On the other hand, “the absence of the SBU or other related marking does not necessarily mean the information should be publicly released.”

“Therefore, all information should be reviewed and approved prior to its public release,” the CDC instructs.

A copy of the revised SBU policy was posted on the CDC intranet and obtained by Secrecy News.

The Government Accountability Office will publish a major report on the use of Sensitive But Unclassified control markings next month.

National Archives Responds to Reclassification

Responding to a February 21 New York Times story indicating that thousands of declassified documents had been reclassified by executive branch agencies and removed from public access in questionable circumstances, the National Archives and Records Administration (NARA) announced yesterday that an official investigation into the matter was underway.

An audit is being conducted by the Information Security Oversight Office, a NARA component, to determine the number of documents that have been withdrawn, the authorization and justification for the withdrawal, and the appropriateness of the reclassification action.

(Agencies dispute that any documents have been “reclassified.” Instead, they contend, the withdrawn records were never properly declassified and so have remained classified all along.)

“The audit will result in a public report designed to provide the greatest feasible degree of transparency to this classification activity,” NARA said. “It is anticipated that the report will be available within the next 60 days.”

See “The National Archives Responds to Reclassification of Documents,” NARA news release, February 22.

The reclassification issue is more than a minor bureaucratic glitch. It has become a threat to the integrity of the entire national security classification and declassification program.

It would not be surprising if there were isolated cases of mistaken declassification. But because many of the now-withdrawn documents are widely available in the public domain, on the National Security Archive web site and elsewhere, anyone can see that the authority to reclassify and remove them has been improperly exercised in many cases. Government officials have admitted as much.

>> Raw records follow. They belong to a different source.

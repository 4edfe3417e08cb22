use serde::{Deserialize, Serialize};
use std::collections::HashMap;
use std::fmt;

/// A single raw element from the Overpass API response: either a point
/// (`node`) with direct coordinates, or an area (`way`/`relation`) carrying a
/// precomputed center. Consumed once by the normalizer, then discarded.
#[derive(Debug, Clone, Deserialize)]
pub struct RawGeoEntity {
    #[serde(rename = "type")]
    pub kind: String,
    #[serde(default)]
    pub lat: Option<f64>,
    #[serde(default)]
    pub lon: Option<f64>,
    #[serde(default)]
    pub center: Option<AreaCenter>,
    #[serde(default)]
    pub tags: HashMap<String, String>,
}

/// Center point reported by Overpass for way/relation elements.
#[derive(Debug, Clone, Copy, Deserialize)]
pub struct AreaCenter {
    pub lat: f64,
    pub lon: f64,
}

/// A raw entity that survived the drop policy: coordinates are finite and in
/// range, and the tag map is non-empty. The tags are retained for type,
/// address, and name derivation downstream.
#[derive(Debug, Clone, PartialEq)]
pub struct NormalizedPlace {
    /// Resolved from `name`, then `name:en`, then `name:local`. `None` means
    /// the classifier falls back to the derived type label.
    pub name: Option<String>,
    pub latitude: f64,
    pub longitude: f64,
    pub tags: HashMap<String, String>,
}

#[derive(Debug, Clone, Copy, PartialEq, Eq, Serialize, Deserialize)]
#[serde(rename_all = "lowercase")]
pub enum PlaceCategory {
    Activity,
    Food,
}

impl fmt::Display for PlaceCategory {
    fn fmt(&self, f: &mut fmt::Formatter<'_>) -> fmt::Result {
        match self {
            PlaceCategory::Activity => write!(f, "activity"),
            PlaceCategory::Food => write!(f, "food"),
        }
    }
}

/// A fully annotated place, ready for ranking and serialization. Field names
/// follow the public API contract.
#[derive(Debug, Clone, PartialEq, Serialize)]
#[serde(rename_all = "camelCase")]
pub struct ClassifiedPlace {
    pub name: String,
    pub latitude: f64,
    pub longitude: f64,
    /// Human-readable place type, e.g. "Cafe" or "Nature reserve".
    #[serde(rename = "type")]
    pub place_type: String,
    /// Short descriptive phrase for the kind of experience to expect.
    pub experience: String,
    pub category: PlaceCategory,
    /// Generated sentence combining vibes, time of day, crowd, and offbeat
    /// status.
    pub explanation: String,
    /// Heuristic 1-5 estimate, always clamped to that range.
    pub crowd_level: u8,
    pub address: Option<String>,
}
//! In-memory cache for Overpass result batches, backed by moka with TTL and
//! bounded capacity. All methods are `&self` — no locking needed.

use crate::models::{Coordinates, RawGeoEntity};
use moka::future::Cache;
use serde::Serialize;
use std::collections::hash_map::DefaultHasher;
use std::hash::{Hash, Hasher};
use std::sync::atomic::{AtomicU64, Ordering};
use std::sync::Arc;
use std::time::Duration;

pub struct PlaceCache {
    entries: Cache<String, Arc<Vec<RawGeoEntity>>>,
    hits: AtomicU64,
    misses: AtomicU64,
}

impl PlaceCache {
    pub fn new(ttl_seconds: u64, max_capacity: u64) -> Self {
        let entries = Cache::builder()
            .time_to_live(Duration::from_secs(ttl_seconds))
            .max_capacity(max_capacity)
            .build();

        PlaceCache {
            entries,
            hits: AtomicU64::new(0),
            misses: AtomicU64::new(0),
        }
    }

    /// Generate a cache key for a place search.
    /// Coordinates are rounded to 3 decimal places (~100m precision), the
    /// radius to 1km buckets, and vibes are sorted so selection order does
    /// not fragment the cache.
    pub fn key(center: &Coordinates, radius_meters: f64, vibes: &[String]) -> String {
        let mut hasher = DefaultHasher::new();

        let rounded = center.round(3);
        ((rounded.lat * 1000.0).round() as i64).hash(&mut hasher);
        ((rounded.lng * 1000.0).round() as i64).hash(&mut hasher);
        ((radius_meters / 1000.0).ceil() as i64).hash(&mut hasher);

        let mut sorted_vibes: Vec<&str> = vibes.iter().map(String::as_str).collect();
        sorted_vibes.sort_unstable();
        sorted_vibes.hash(&mut hasher);

        format!("places:{:x}", hasher.finish())
    }

    pub async fn get(&self, key: &str) -> Option<Vec<RawGeoEntity>> {
        match self.entries.get(key).await {
            Some(arc_places) => {
                self.hits.fetch_add(1, Ordering::Relaxed);
                tracing::debug!("Place cache hit: {}", key);
                Some((*arc_places).clone())
            }
            None => {
                self.misses.fetch_add(1, Ordering::Relaxed);
                tracing::debug!("Place cache miss: {}", key);
                None
            }
        }
    }

    pub async fn insert(&self, key: &str, places: &[RawGeoEntity]) {
        let arc_places = Arc::new(places.to_vec());
        self.entries.insert(key.to_string(), arc_places).await;
        tracing::debug!("Cached {} places: {}", places.len(), key);
    }

    pub fn stats(&self) -> CacheStats {
        let hits = self.hits.load(Ordering::Relaxed);
        let misses = self.misses.load(Ordering::Relaxed);
        let hit_rate = if hits + misses > 0 {
            (hits as f64 / (hits + misses) as f64) * 100.0
        } else {
            0.0
        };

        CacheStats {
            hits,
            misses,
            hit_rate,
        }
    }
}

/// Cache statistics for monitoring
#[derive(Debug, Clone, Serialize)]
pub struct CacheStats {
    pub hits: u64,
    pub misses: u64,
    pub hit_rate: f64,
}

#[cfg(test)]
mod tests {
    use super::*;
    use std::collections::HashMap;

    fn make_entity(name: &str) -> RawGeoEntity {
        let mut tags = HashMap::new();
        tags.insert("amenity".to_string(), "cafe".to_string());
        tags.insert("name".to_string(), name.to_string());
        RawGeoEntity {
            kind: "node".to_string(),
            lat: Some(40.0),
            lon: Some(-73.0),
            center: None,
            tags,
        }
    }

    fn vibes(names: &[&str]) -> Vec<String> {
        names.iter().map(|s| s.to_string()).collect()
    }

    #[tokio::test]
    async fn cache_miss() {
        let cache = PlaceCache::new(3600, 100);
        assert!(cache.get("nonexistent").await.is_none());
    }

    #[tokio::test]
    async fn roundtrip() {
        let cache = PlaceCache::new(3600, 100);
        let places = vec![make_entity("Joe's"), make_entity("Moe's")];

        cache.insert("key1", &places).await;
        let cached = cache.get("key1").await.unwrap();

        assert_eq!(cached.len(), 2);
        assert_eq!(cached[0].tags.get("name").unwrap(), "Joe's");
    }

    #[tokio::test]
    async fn stats_tracking() {
        let cache = PlaceCache::new(3600, 100);
        cache.insert("key1", &[make_entity("Joe's")]).await;

        // 1 miss
        cache.get("missing").await;
        // 2 hits
        cache.get("key1").await;
        cache.get("key1").await;

        let stats = cache.stats();
        assert_eq!(stats.hits, 2);
        assert_eq!(stats.misses, 1);
        assert!((stats.hit_rate - 66.666).abs() < 1.0);
    }

    #[test]
    fn key_is_stable_under_vibe_order() {
        let center = Coordinates::new(48.8566, 2.3522).unwrap();
        let key1 = PlaceCache::key(&center, 5000.0, &vibes(&["Chill", "Nature"]));
        let key2 = PlaceCache::key(&center, 5000.0, &vibes(&["Nature", "Chill"]));
        assert_eq!(key1, key2);
    }

    #[test]
    fn key_coordinate_precision() {
        // Differences within ~100m should produce the same key
        let coord1 = Coordinates::new(48.8566, 2.3522).unwrap();
        let coord2 = Coordinates::new(48.8567, 2.3523).unwrap();
        let key1 = PlaceCache::key(&coord1, 5000.0, &vibes(&["Chill"]));
        let key2 = PlaceCache::key(&coord2, 5000.0, &vibes(&["Chill"]));
        assert_eq!(key1, key2);
    }

    #[test]
    fn key_differs_across_radius_buckets() {
        let center = Coordinates::new(48.8566, 2.3522).unwrap();
        let key1 = PlaceCache::key(&center, 5000.0, &vibes(&["Chill"]));
        let key2 = PlaceCache::key(&center, 9000.0, &vibes(&["Chill"]));
        assert_ne!(key1, key2);
    }
}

“If those sample records [reviewed by the Information Security Oversight Office] were removed because somebody thought they were classified, I’m shocked and disappointed,” ISOO Director Bill Leonard told the New York Times. “It just boggles the mind.”

But if records were mistakenly withdrawn in this case, what confidence can anyone have that classification authority is being properly invoked, for example, in the ongoing review of declassified historical records conducted by the Department of Energy? That review, conducted under the 1999 Kyl/Lott amendment, has also led to the removal of many thousands of DOE and other agency records that supposedly contain classified nuclear weapons information.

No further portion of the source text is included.